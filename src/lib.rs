//! # wxrto
//!
//! Convert a WordPress eXtended RSS (WXR) export into Markdown files for a
//! static site generator.
//!
//! ## Pipeline Overview
//!
//! ```text
//! WXR export
//!  │
//!  ├─ 1. Input    read file or stdin, decode <item> records (xml5ever)
//!  ├─ 2. Markup   parse each HTML body into a generic tree (html5ever)
//!  ├─ 3. Build    classify tags into the typed document model
//!  ├─ 4. Render   print the model as Markdown
//!  └─ 5. Output   front-matter + Markdown, one file per post or page
//! ```
//!
//! Steps 2–5 run once per item, with at most `concurrency` items in flight
//! (see [`scheduler`]).
//!
//! ## Quick Start
//!
//! ```rust,no_run
//! use wxrto::{convert_file, ConversionConfig};
//!
//! #[tokio::main]
//! async fn main() -> Result<(), Box<dyn std::error::Error>> {
//!     let config = ConversionConfig::builder()
//!         .output_dir("site")
//!         .generator_name("hugo")
//!         .build()?;
//!     let report = convert_file("export.xml", &config).await?;
//!     eprintln!("{} of {} items written", report.stats.written, report.stats.total);
//!     Ok(())
//! }
//! ```
//!
//! ## Feature Flags
//!
//! | Feature | Default | Description |
//! |---------|---------|-------------|
//! | `cli`   | on      | Enables the `wxrto` binary (clap + anyhow + tracing-subscriber + indicatif) |

// ── Modules ──────────────────────────────────────────────────────────────

pub mod config;
pub mod convert;
pub mod document;
pub mod error;
pub mod frontmatter;
pub mod item;
pub mod job;
pub mod output;
pub mod pipeline;
pub mod progress;
pub mod scheduler;

// ── Re-exports ───────────────────────────────────────────────────────────

pub use config::{ConversionConfig, ConversionConfigBuilder, OutputLayout};
pub use convert::{convert, convert_file, convert_items, convert_sync};
pub use document::{Document, Node};
pub use error::{JobError, WxrError};
pub use frontmatter::{FrontMatter, Generator};
pub use item::{ContentKind, Item};
pub use job::convert_body;
pub use output::{BatchReport, BatchStats, JobOutcome, SkipReason};
pub use pipeline::build::build;
pub use pipeline::input::{parse_wxr, InputSource};
pub use pipeline::markup::{parse_html, GenericNode, NodeKind};
pub use pipeline::render::{render, render_document};
pub use progress::{ConversionProgressCallback, NoopProgressCallback, ProgressCallback};
//! Generic markup tree: the untyped output of the HTML and XML parsers.
//!
//! `html5ever` and `xml5ever` both build a [`markup5ever_rcdom::RcDom`],
//! which is reference-counted and therefore `!Send`. Conversion tasks run on
//! a multi-threaded runtime, so the DOM is copied into an owned
//! [`GenericNode`] tree immediately after parsing and dropped before any
//! `.await`.

use html5ever::tendril::TendrilSink;
use html5ever::{parse_document, ParseOpts, QualName};
use markup5ever_rcdom::{Handle, NodeData, RcDom};

/// Category of a [`GenericNode`].
#[derive(Debug, Clone, Copy, PartialEq, Eq)]
pub enum NodeKind {
    Text,
    Element,
    /// Document roots, comments, doctypes, processing instructions.
    Other,
}

/// An owned, parser-independent markup node.
#[derive(Debug, Clone, PartialEq, Eq)]
pub struct GenericNode {
    pub kind: NodeKind,
    /// Element name, `prefix:local` when the source name was prefixed.
    /// Empty for text and other nodes.
    pub tag: String,
    /// Attributes in source order.
    pub attributes: Vec<(String, String)>,
    /// Only populated for [`NodeKind::Text`].
    pub text: String,
    pub children: Vec<GenericNode>,
}

impl GenericNode {
    pub fn text(value: impl Into<String>) -> Self {
        Self {
            kind: NodeKind::Text,
            tag: String::new(),
            attributes: Vec::new(),
            text: value.into(),
            children: Vec::new(),
        }
    }

    pub fn element(tag: impl Into<String>, children: Vec<GenericNode>) -> Self {
        Self {
            kind: NodeKind::Element,
            tag: tag.into(),
            attributes: Vec::new(),
            text: String::new(),
            children,
        }
    }

    pub fn other(children: Vec<GenericNode>) -> Self {
        Self {
            kind: NodeKind::Other,
            tag: String::new(),
            attributes: Vec::new(),
            text: String::new(),
            children,
        }
    }

    /// Builder-style attribute append.
    pub fn with_attr(mut self, name: impl Into<String>, value: impl Into<String>) -> Self {
        self.attributes.push((name.into(), value.into()));
        self
    }

    /// Value of the first attribute called `name`.
    pub fn attr(&self, name: &str) -> Option<&str> {
        self.attributes
            .iter()
            .find(|(k, _)| k == name)
            .map(|(_, v)| v.as_str())
    }

    pub fn is_element(&self, tag: &str) -> bool {
        self.kind == NodeKind::Element && self.tag.eq_ignore_ascii_case(tag)
    }

    /// Concatenated text of every descendant text node, in document order.
    pub fn text_content(&self) -> String {
        let mut out = String::new();
        self.collect_text(&mut out);
        out
    }

    fn collect_text(&self, out: &mut String) {
        match self.kind {
            NodeKind::Text => out.push_str(&self.text),
            _ => self.children.iter().for_each(|c| c.collect_text(out)),
        }
    }

    /// Depth-first search for the first element named `tag` (self included).
    pub fn find_element(&self, tag: &str) -> Option<&GenericNode> {
        if self.is_element(tag) {
            return Some(self);
        }
        self.children.iter().find_map(|c| c.find_element(tag))
    }

    /// Copy an RcDom subtree into an owned tree.
    ///
    /// An element nested [`MAX_DEPTH`] levels below `handle` is replaced by a
    /// single text node holding its text content, so every later recursive
    /// pass (build, render, drop) stays within a bounded stack.
    pub fn from_rcdom(handle: &Handle) -> Self {
        Self::copy_rcdom(handle, 0)
    }

    fn copy_rcdom(handle: &Handle, depth: usize) -> Self {
        match &handle.data {
            NodeData::Text { contents } => GenericNode::text(contents.borrow().to_string()),
            NodeData::Element { .. } if depth >= MAX_DEPTH => {
                GenericNode::text(rcdom_text_content(handle))
            }
            NodeData::Element { name, attrs, .. } => GenericNode {
                kind: NodeKind::Element,
                tag: qualified_name(name),
                attributes: attrs
                    .borrow()
                    .iter()
                    .map(|a| (qualified_name(&a.name), a.value.to_string()))
                    .collect(),
                text: String::new(),
                children: rcdom_children(handle, depth),
            },
            NodeData::Document => GenericNode::other(rcdom_children(handle, depth)),
            NodeData::Doctype { .. }
            | NodeData::Comment { .. }
            | NodeData::ProcessingInstruction { .. } => GenericNode::other(Vec::new()),
        }
    }
}

/// Deepest element nesting kept as structure.
pub const MAX_DEPTH: usize = 256;

fn rcdom_children(handle: &Handle, depth: usize) -> Vec<GenericNode> {
    handle
        .children
        .borrow()
        .iter()
        .map(|child| GenericNode::copy_rcdom(child, depth + 1))
        .collect()
}

/// Text of every descendant text node in document order. Iterative: the
/// subtree can be arbitrarily deep.
fn rcdom_text_content(handle: &Handle) -> String {
    let mut out = String::new();
    let mut stack: Vec<Handle> = vec![handle.clone()];
    while let Some(node) = stack.pop() {
        if let NodeData::Text { contents } = &node.data {
            out.push_str(&contents.borrow());
        }
        stack.extend(node.children.borrow().iter().rev().cloned());
    }
    out
}

fn qualified_name(name: &QualName) -> String {
    match &name.prefix {
        Some(prefix) => format!("{}:{}", &**prefix, &*name.local),
        None => name.local.to_string(),
    }
}

/// Parse an HTML post body into a generic tree rooted at the document node.
///
/// html5ever is a full HTML5 parser: it never fails, and it always wraps
/// fragments in `html`/`head`/`body`.
pub fn parse_html(html: &str) -> GenericNode {
    let dom = parse_document(RcDom::default(), ParseOpts::default()).one(html);
    GenericNode::from_rcdom(&dom.document)
}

______

Required action ▸
Answer with one number only: how many lines in the data contain the word "match"?

Answer for the task ▸
3